On the other hand, the Mean Absolute Percent Error (MAPE) ratio, estimated at approximately 0.5597%, shows that the relative error of the forecasts is remarkably low, a strong indicator of the quality of the fit within the economic context. In the same vein, the Theil Inequality Coefficient (U) results, which recorded a value of 0.00339, reinforce the model's credibility. This low value indicates that the predictions significantly outperform random predictions, enhancing the reliability of the predictive results. Breaking down the components of the Theil error, the Bias Proportion of 0.000173 shows that the error resulting from bias in the estimates is almost nonexistent, reflecting the model's neutrality. The Variance Proportion of 0.02057 also indicates that the difference between the predictions and the actual values in the changes is very small, while the Covariance Proportion of 0.97777 demonstrates that the majority of the quality of the predictions is due to the strong correlation between the predicted and actual values, a crucial result in confirming the model's effectiveness.

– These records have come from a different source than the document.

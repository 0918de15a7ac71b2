use anyhow::{anyhow, Result};
use serde::Deserialize;
use std::fmt;
use std::str::FromStr;

use super::backend::Classifier;
use super::backends::StubClassifier;
use crate::config::ModelSettings;

/// Classifier backends selectable from configuration.
#[derive(Clone, Copy, Debug, PartialEq, Eq, Deserialize)]
#[serde(rename_all = "snake_case")]
pub enum ClassifierKind {
    /// Brightness heuristic, no model.
    Stub,
    /// Remote image classifier over HTTP (feature: http).
    Remote,
    /// Remote object detector over HTTP (feature: http).
    RemoteDetector,
    /// Local ONNX model (feature: backend-tract).
    Tract,
}

impl ClassifierKind {
    pub fn as_str(&self) -> &'static str {
        match self {
            ClassifierKind::Stub => "stub",
            ClassifierKind::Remote => "remote",
            ClassifierKind::RemoteDetector => "remote_detector",
            ClassifierKind::Tract => "tract",
        }
    }
}

impl fmt::Display for ClassifierKind {
    fn fmt(&self, f: &mut fmt::Formatter<'_>) -> fmt::Result {
        f.write_str(self.as_str())
    }
}

impl FromStr for ClassifierKind {
    type Err = anyhow::Error;

    fn from_str(value: &str) -> Result<Self> {
        match value.trim().to_ascii_lowercase().as_str() {
            "stub" => Ok(ClassifierKind::Stub),
            "remote" => Ok(ClassifierKind::Remote),
            "remote_detector" | "remote-detector" => Ok(ClassifierKind::RemoteDetector),
            "tract" => Ok(ClassifierKind::Tract),
            other => Err(anyhow!(
                "unknown classifier backend '{}' (expected stub, remote, remote_detector or tract)",
                other
            )),
        }
    }
}

/// Resolve the configured backend once at startup.
pub fn build_classifier(settings: &ModelSettings) -> Result<Box<dyn Classifier>> {
    let mut classifier: Box<dyn Classifier> = match settings.backend {
        ClassifierKind::Stub => Box::new(StubClassifier::brightness(&settings.target_label)),
        ClassifierKind::Remote => build_remote(settings, false)?,
        ClassifierKind::RemoteDetector => build_remote(settings, true)?,
        ClassifierKind::Tract => build_tract(settings)?,
    };
    classifier.warm_up()?;
    log::info!(
        "classifier {} ready (target {}, threshold {:.2})",
        classifier.name(),
        settings.target_label,
        settings.confidence_threshold
    );
    Ok(classifier)
}

#[cfg(feature = "http")]
fn build_remote(settings: &ModelSettings, detector: bool) -> Result<Box<dyn Classifier>> {
    use super::backends::{RemoteClassifier, RemoteDetector};

    let url = settings
        .url
        .as_deref()
        .ok_or_else(|| anyhow!("model backend {} requires model.url", settings.backend))?;
    if detector {
        Ok(Box::new(RemoteDetector::new(url, &settings.target_label)?))
    } else {
        Ok(Box::new(RemoteClassifier::new(url)?))
    }
}

#[cfg(not(feature = "http"))]
fn build_remote(settings: &ModelSettings, _detector: bool) -> Result<Box<dyn Classifier>> {
    Err(anyhow!(
        "model backend {} requires the http feature",
        settings.backend
    ))
}

#[cfg(feature = "backend-tract")]
fn build_tract(settings: &ModelSettings) -> Result<Box<dyn Classifier>> {
    use super::backends::TractClassifier;

    let model_path = settings
        .model_path
        .as_ref()
        .ok_or_else(|| anyhow!("model backend tract requires model.model_path"))?;
    Ok(Box::new(TractClassifier::new(
        model_path,
        settings.labels_path.as_deref(),
        settings.input_width,
        settings.input_height,
    )?))
}

#[cfg(not(feature = "backend-tract"))]
fn build_tract(_settings: &ModelSettings) -> Result<Box<dyn Classifier>> {
    Err(anyhow!(
        "model backend tract requires the backend-tract feature"
    ))
}

#[cfg(test)]
mod tests {
    use super::*;

    #[test]
    fn kinds_parse_from_names() {
        assert_eq!("stub".parse::<ClassifierKind>().unwrap(), ClassifierKind::Stub);
        assert_eq!(
            "Remote-Detector".parse::<ClassifierKind>().unwrap(),
            ClassifierKind::RemoteDetector
        );
        assert!("lobe".parse::<ClassifierKind>().is_err());
    }

    #[test]
    fn kinds_deserialize_snake_case() {
        let kind: ClassifierKind = serde_json::from_str("\"remote_detector\"").unwrap();
        assert_eq!(kind, ClassifierKind::RemoteDetector);
        assert_eq!(kind.to_string(), "remote_detector");
        assert!(serde_json::from_str::<ClassifierKind>("\"magic\"").is_err());
    }

    #[test]
    fn stub_backend_builds_without_model() {
        let classifier = build_classifier(&ModelSettings::default()).unwrap();
        assert_eq!(classifier.name(), "stub");
    }

    #[cfg(not(feature = "backend-tract"))]
    #[test]
    fn tract_without_feature_is_a_startup_error() {
        let settings = ModelSettings {
            backend: ClassifierKind::Tract,
            model_path: Some("model.onnx".into()),
            ..ModelSettings::default()
        };
        assert!(build_classifier(&settings).is_err());
    }
}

The Theil U2 coefficient, which reached 0.032056, provides an additional measure of the quality of the estimate, as it also confirms the model's positive performance across another independent criterion. Finally, the symmetric relative absolute error (MAPE), estimated at 0.5597%, supports previous findings by taking into account the symmetry of errors, providing a more accurate assessment of the model's performance. Based on these combined indicators, it can be concluded that the model has a high ability to accurately and reliably predict future values, enhancing its suitability for use in economic analysis and policy forecasting.
Figure 8. Forecast Evaluation Metrics.